'''

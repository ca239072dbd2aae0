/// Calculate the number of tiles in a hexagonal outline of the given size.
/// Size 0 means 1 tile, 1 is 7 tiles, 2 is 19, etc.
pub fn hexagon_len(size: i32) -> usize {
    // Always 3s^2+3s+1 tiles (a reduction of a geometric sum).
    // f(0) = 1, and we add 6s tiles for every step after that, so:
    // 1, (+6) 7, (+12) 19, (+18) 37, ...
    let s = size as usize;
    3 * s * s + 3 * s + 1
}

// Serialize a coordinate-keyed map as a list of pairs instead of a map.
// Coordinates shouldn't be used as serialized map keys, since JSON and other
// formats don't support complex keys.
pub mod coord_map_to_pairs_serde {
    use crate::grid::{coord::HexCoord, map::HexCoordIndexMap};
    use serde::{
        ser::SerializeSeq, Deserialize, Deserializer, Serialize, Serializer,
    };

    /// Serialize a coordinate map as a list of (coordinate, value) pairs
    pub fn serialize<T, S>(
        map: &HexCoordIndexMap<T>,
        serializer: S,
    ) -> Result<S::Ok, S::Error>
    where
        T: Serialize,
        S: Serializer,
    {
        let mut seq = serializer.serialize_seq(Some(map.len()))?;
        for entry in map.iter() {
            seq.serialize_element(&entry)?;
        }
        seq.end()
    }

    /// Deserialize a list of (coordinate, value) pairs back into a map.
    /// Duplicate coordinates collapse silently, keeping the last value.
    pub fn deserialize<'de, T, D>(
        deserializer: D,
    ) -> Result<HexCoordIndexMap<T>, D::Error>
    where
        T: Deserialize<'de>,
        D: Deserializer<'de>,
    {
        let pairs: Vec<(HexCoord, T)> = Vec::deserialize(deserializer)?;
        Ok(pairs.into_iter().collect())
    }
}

'''

# [Work instructions]
Only the lines above from the line with "a geometric sum)." to the line with "into a map.", those two lines included, should be reproduced exactly.

# [Result of this task]
    // Always 3s^2+3s+1 tiles (a reduction of a geometric sum).
    // f(0) = 1, and we add 6s tiles for every step after that, so:
    // 1, (+6) 7, (+12) 19, (+18) 37, ...
    let s = size as usize;
    3 * s * s + 3 * s + 1
}

// Serialize a coordinate-keyed map as a list of pairs instead of a map.
// Coordinates shouldn't be used as serialized map keys, since JSON and other
// formats don't support complex keys.
pub mod coord_map_to_pairs_serde {
    use crate::grid::{coord::HexCoord, map::HexCoordIndexMap};
    use serde::{
        ser::SerializeSeq, Deserialize, Deserializer, Serialize, Serializer,
    };

    /// Serialize a coordinate map as a list of (coordinate, value) pairs
    pub fn serialize<T, S>(
        map: &HexCoordIndexMap<T>,
        serializer: S,
    ) -> Result<S::Ok, S::Error>
    where
        T: Serialize,
        S: Serializer,
    {
        let mut seq = serializer.serialize_seq(Some(map.len()))?;
        for entry in map.iter() {
            seq.serialize_element(&entry)?;
        }
        seq.end()
    }

    /// Deserialize a list of (coordinate, value) pairs back into a map.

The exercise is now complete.